Release Agreement & Emergency Information Form
Hutchins School of Liberal Studies

Title of Event: Hutchins Field Trips Date of Event: Variety of dates

I. PERSONAL INFORMATION

Student Name: ____________________________________________________________ Birth Date: _________________

Telephone: _________________________________________________________________ SSN: ______________________

Home Address; _____________________________________________________________ City, ST, Zip: _______________

  1. MEDICAL CONDITIONS
    Students with medical conditions, allergies, or disabling conditions must be accommodated for all field trips and off-campus class activities. This includes finding alternative activities to learn the same information. Faculty will provide, in advance, specific information to students regarding the type and rigors of the trip/class activity (e.g. miles to be covered, elevation change, terrain, etc.). Students are then responsible for identifying the need to modifications or alternative activities. The Disability Resource Center is available for suggestions and assistance in negotiating adaptations.
  2. Medical Conditions ____________________________________________________________________________________

    Allergies ____________________________________________________________________________________________

    Medications ________________________________________________________________________________________

  3. INSURANCE COVERAGE
    It is important that both students and supervising faculty, staff members, and administrators be aware of their respective responsibilities to exercise due care in planning for, and participating in, field trips, other off-campus class activities, and other off-campus events, including adequate preparation for medical emergencies that may arise. Students having no health insurance may encounter financial liabilities if they require ambulance and/or other medical services as a result of sickness of injury occurring during field trips or other off-campus class activities. Sonoma State University and the State of California do not provide coverage for the medical costs incurred by students. The CSU system maintains a very limited "injury only" policy for enrolled students participating in school-sponsored activities away from campus.
  4. Do you have health insurance coverage from your employer, and/or through a parent/s, a spouse, or domestic partner? ______________ If yes, please indicate below.

    Your Policy: Company _____________________________________________________________________________

    Policy Number ___________________ Primary Insured ________________________

    Company Address _____________________________________________________ Telephone _________________

  5. EMERGENCY CONSENT and NOTIFICATION CONTACT
    In the event of an emergency I hereby authorize Sonoma State University representatives to take necessary emergency measures for my safety/protection and to contact the following individual to notify them of my condition.
  6. Name: __________________________________________________________________________________________________

    Address: _________________________________________________________________ City, ST, Zip: ____________________

    Home Phone: ___________________________ Work Phone: ____________________

    This form must be completed prior to the field trip or off-campus event. One copy of the form is to be retained by the supervising faculty, staff or administrator for use during the field trip or off-campus event. One copy will be filed in the appropriate department office.

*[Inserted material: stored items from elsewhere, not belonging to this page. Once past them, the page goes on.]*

use crate::error::{CropwiseError, Result};
use crate::models::{CropProfile, CropProfileTable, CropType};
use dialoguer::{Input, Select};
use serde::{Deserialize, Serialize};
use std::collections::BTreeMap;
use std::path::PathBuf;

#[derive(Debug, Clone, Deserialize, Serialize)]
pub struct Config {
    pub farm: FarmConfig,
    pub location: LocationConfig,
    #[serde(default)]
    pub openmeteo: OpenMeteoConfig,
    #[serde(default)]
    pub history: HistoryConfig,
    /// Per-crop profile overrides, validated at load time
    #[serde(default, skip_serializing_if = "BTreeMap::is_empty")]
    pub crops: BTreeMap<CropType, CropProfile>,
}

#[derive(Debug, Clone, Deserialize, Serialize)]
pub struct FarmConfig {
    pub name: String,
    /// Crop used when `advise` is run without `--crop`
    pub crop: CropType,
}

#[derive(Debug, Clone, Deserialize, Serialize)]
pub struct LocationConfig {
    pub latitude: f64,
    pub longitude: f64,
    #[serde(default = "default_timezone")]
    pub timezone: String,
}

fn default_timezone() -> String {
    "auto".into()
}

#[derive(Debug, Clone, Deserialize, Serialize)]
pub struct OpenMeteoConfig {
    #[serde(default = "default_base_url")]
    pub base_url: String,
    #[serde(default = "default_enabled")]
    pub enabled: bool,
}

fn default_base_url() -> String {
    "https://api.open-meteo.com/v1".into()
}

fn default_enabled() -> bool {
    true
}

impl Default for OpenMeteoConfig {
    fn default() -> Self {
        Self {
            base_url: default_base_url(),
            enabled: true,
        }
    }
}

#[derive(Debug, Clone, Deserialize, Serialize)]
pub struct HistoryConfig {
    /// Daily rows retained in the history table
    #[serde(default = "default_max_days")]
    pub max_days: u32,
    /// Age after which cached weather is refetched
    #[serde(default = "default_cache_minutes")]
    pub cache_minutes: u32,
}

fn default_max_days() -> u32 {
    30
}

fn default_cache_minutes() -> u32 {
    30
}

impl Default for HistoryConfig {
    fn default() -> Self {
        Self {
            max_days: default_max_days(),
            cache_minutes: default_cache_minutes(),
        }
    }
}

impl Config {
    pub fn load(config_override: Option<PathBuf>) -> Result<Self> {
        let config_path = match config_override {
            Some(p) => p,
            None => Self::find_config_path()?,
        };

        if !config_path.exists() {
            return Err(CropwiseError::Config(format!(
                "Config file not found at {:?}. Run `cropwise init` to set up.",
                config_path
            )));
        }

        let config_str = std::fs::read_to_string(&config_path)
            .map_err(|e| CropwiseError::Config(format!("Failed to read config: {}", e)))?;

        Self::from_yaml_str(&config_str)
    }

    /// Parse a config document, substituting `${VAR}` references and
    /// validating crop overrides.
    pub fn from_yaml_str(content: &str) -> Result<Self> {
        let content = Self::substitute_env_vars(content)?;

        let config: Config = serde_yaml::from_str(&content)?;

        config.validate()?;
        Ok(config)
    }

    fn validate(&self) -> Result<()> {
        if !(-90.0..=90.0).contains(&self.location.latitude) {
            return Err(CropwiseError::Config(format!(
                "latitude {} out of range",
                self.location.latitude
            )));
        }
        if !(-180.0..=180.0).contains(&self.location.longitude) {
            return Err(CropwiseError::Config(format!(
                "longitude {} out of range",
                self.location.longitude
            )));
        }
        if self.history.max_days == 0 {
            return Err(CropwiseError::Config(
                "history.max_days must be at least 1".into(),
            ));
        }

        // Surfaces InvalidProfile for bad overrides
        self.profile_table()?;
        Ok(())
    }

    /// Built-in profiles with this config's overrides applied
    pub fn profile_table(&self) -> Result<CropProfileTable> {
        CropProfileTable::builtin().with_overrides(&self.crops)
    }

    /// Search for config.yaml in standard locations.
    /// Returns the path of the first found config, or the XDG default path if none found.
    fn find_config_path() -> Result<PathBuf> {
        let local_config = PathBuf::from("config/config.yaml");
        if local_config.exists() {
            return Ok(local_config);
        }

        let default_path = Self::default_config_path()?;
        Ok(default_path)
    }

    /// Returns true if a config file can be found in any standard location.
    pub fn exists(config_override: Option<&PathBuf>) -> bool {
        match config_override {
            Some(p) => p.exists(),
            None => Self::find_config_path()
                .map(|p| p.exists())
                .unwrap_or(false),
        }
    }

    /// Default path for writing new config files (~/.config/cropwise/config.yaml).
    pub fn default_config_path() -> Result<PathBuf> {
        let config_dir = dirs::config_dir()
            .ok_or_else(|| CropwiseError::Config("Cannot determine config directory".into()))?
            .join("cropwise");
        Ok(config_dir.join("config.yaml"))
    }

    /// Run interactive setup prompts and write config to disk.
    /// Returns the loaded Config and the path it was written to.
    pub fn setup_interactive() -> Result<(Self, PathBuf)> {
        println!();
        println!("No configuration found. Let's set up Cropwise!");
        println!();

        println!("Farm");
        let farm_name: String = Input::new()
            .with_prompt("  Farm name")
            .default("My Farm".into())
            .interact_text()
            .map_err(input_error)?;

        let crop_names: Vec<&str> = CropType::ALL.iter().map(|c| c.display_name()).collect();
        let crop_idx = Select::new()
            .with_prompt("  Main crop")
            .items(&crop_names)
            .default(0)
            .interact()
            .map_err(input_error)?;
        let crop = CropType::ALL[crop_idx];

        println!();

        println!("Location");
        let latitude: f64 = Input::new()
            .with_prompt("  Latitude")
            .default(28.61)
            .interact_text()
            .map_err(input_error)?;

        let longitude: f64 = Input::new()
            .with_prompt("  Longitude")
            .default(77.21)
            .interact_text()
            .map_err(input_error)?;

        println!();

        let config = Config {
            farm: FarmConfig {
                name: farm_name,
                crop,
            },
            location: LocationConfig {
                latitude,
                longitude,
                timezone: default_timezone(),
            },
            openmeteo: OpenMeteoConfig::default(),
            history: HistoryConfig::default(),
            crops: BTreeMap::new(),
        };
        config.validate()?;

        let config_path = Self::default_config_path()?;
        if let Some(parent) = config_path.parent() {
            std::fs::create_dir_all(parent)?;
        }

        let yaml = serde_yaml::to_string(&config)
            .map_err(|e| CropwiseError::Config(format!("Failed to serialize config: {}", e)))?;

        let content = format!(
            "# Cropwise Configuration\n# Generated by `cropwise init`\n# Environment variable substitution (${{VAR}}) is supported.\n\n{}",
            yaml
        );
        std::fs::write(&config_path, content)?;

        println!("Configuration saved to {}", config_path.display());
        println!();

        Ok((config, config_path))
    }

    fn substitute_env_vars(content: &str) -> Result<String> {
        let mut result = content.to_string();

        let re = regex_lite::Regex::new(r"\$\{([A-Z_][A-Z0-9_]*)\}")
            .map_err(|e| CropwiseError::Config(format!("Invalid substitution pattern: {}", e)))?;

        for cap in re.captures_iter(content) {
            let var_name = &cap[1];
            let placeholder = &cap[0];
            if let Ok(value) = std::env::var(var_name) {
                result = result.replace(placeholder, &value);
            }
        }

        Ok(result)
    }

    pub fn data_dir(data_dir_override: Option<&PathBuf>) -> Result<PathBuf> {
        if let Some(dir) = data_dir_override {
            std::fs::create_dir_all(dir)?;
            return Ok(dir.clone());
        }

        if let Ok(dir) = std::env::var("CROPWISE_DATA_DIR") {
            let p = PathBuf::from(dir);
            std::fs::create_dir_all(&p)?;
            return Ok(p);
        }

        let data_dir = dirs::data_dir()
            .ok_or_else(|| CropwiseError::Config("Cannot determine data directory".into()))?
            .join("cropwise");

        std::fs::create_dir_all(&data_dir)?;
        Ok(data_dir)
    }

    pub fn db_path(data_dir_override: Option<&PathBuf>) -> Result<PathBuf> {
        Ok(Self::data_dir(data_dir_override)?.join("cropwise.db"))
    }
}

fn input_error(e: dialoguer::Error) -> CropwiseError {
    CropwiseError::Config(format!("Input error: {}", e))
}

impl Default for Config {
    fn default() -> Self {
        Self {
            farm: FarmConfig {
                name: "My Farm".into(),
                crop: CropType::Wheat,
            },
            location: LocationConfig {
                latitude: 28.61,
                longitude: 77.21,
                timezone: default_timezone(),
            },
            openmeteo: OpenMeteoConfig::default(),
            history: HistoryConfig::default(),
            crops: BTreeMap::new(),
        }
    }
}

    In order to be permitted to participate in an off-campus event, the participants need to agree to the following terms under which they will agree not to hold the University and its related organizations financially responsible for any injury or damage they may sustain.*

  7. RELEASE AND INDEMNITY

I, ______________________________, in consideration for being permitted to participate in an off-campus activity, agree to hold to hold harmless, defend, and indemnify the State of California, the trustees of the California State University, Sonoma State University and its auxiliary organizations (e.g., Sonoma State Enterprises, Inc. Sonoma State University Academic Foundation, Inc., Associated Students of Sonoma State University, and Sonoma Student Union Corporation) and the officers, employees, and agents of each of them, form any and all loss, damage, and liability which I may incur or which may occur in connection with the off-campus university event in which I am being permitted to participate. I agree to these terms freely and understand that I may have this language reviewed by a counsel or advisor.

Executed this ________ day of _____________________, ___________ in __________ County, State of California:

By: _____________________________________ (signature of participant)

If participant is a minor, the approval and signature of the participant's parent or legal guardian is required:

As Parent/Legal Guardian of the participant, I ______________________________, agree to the terms of the release and indemnity stated above.

Executed in __________________________ County, State of California, on this ______ day of ____________________, _________.

By:_______________________________________(signature of parent/legal guardian)

*This form is not for employees of the university who are participating in an off-campus event as part of their job responsibilities.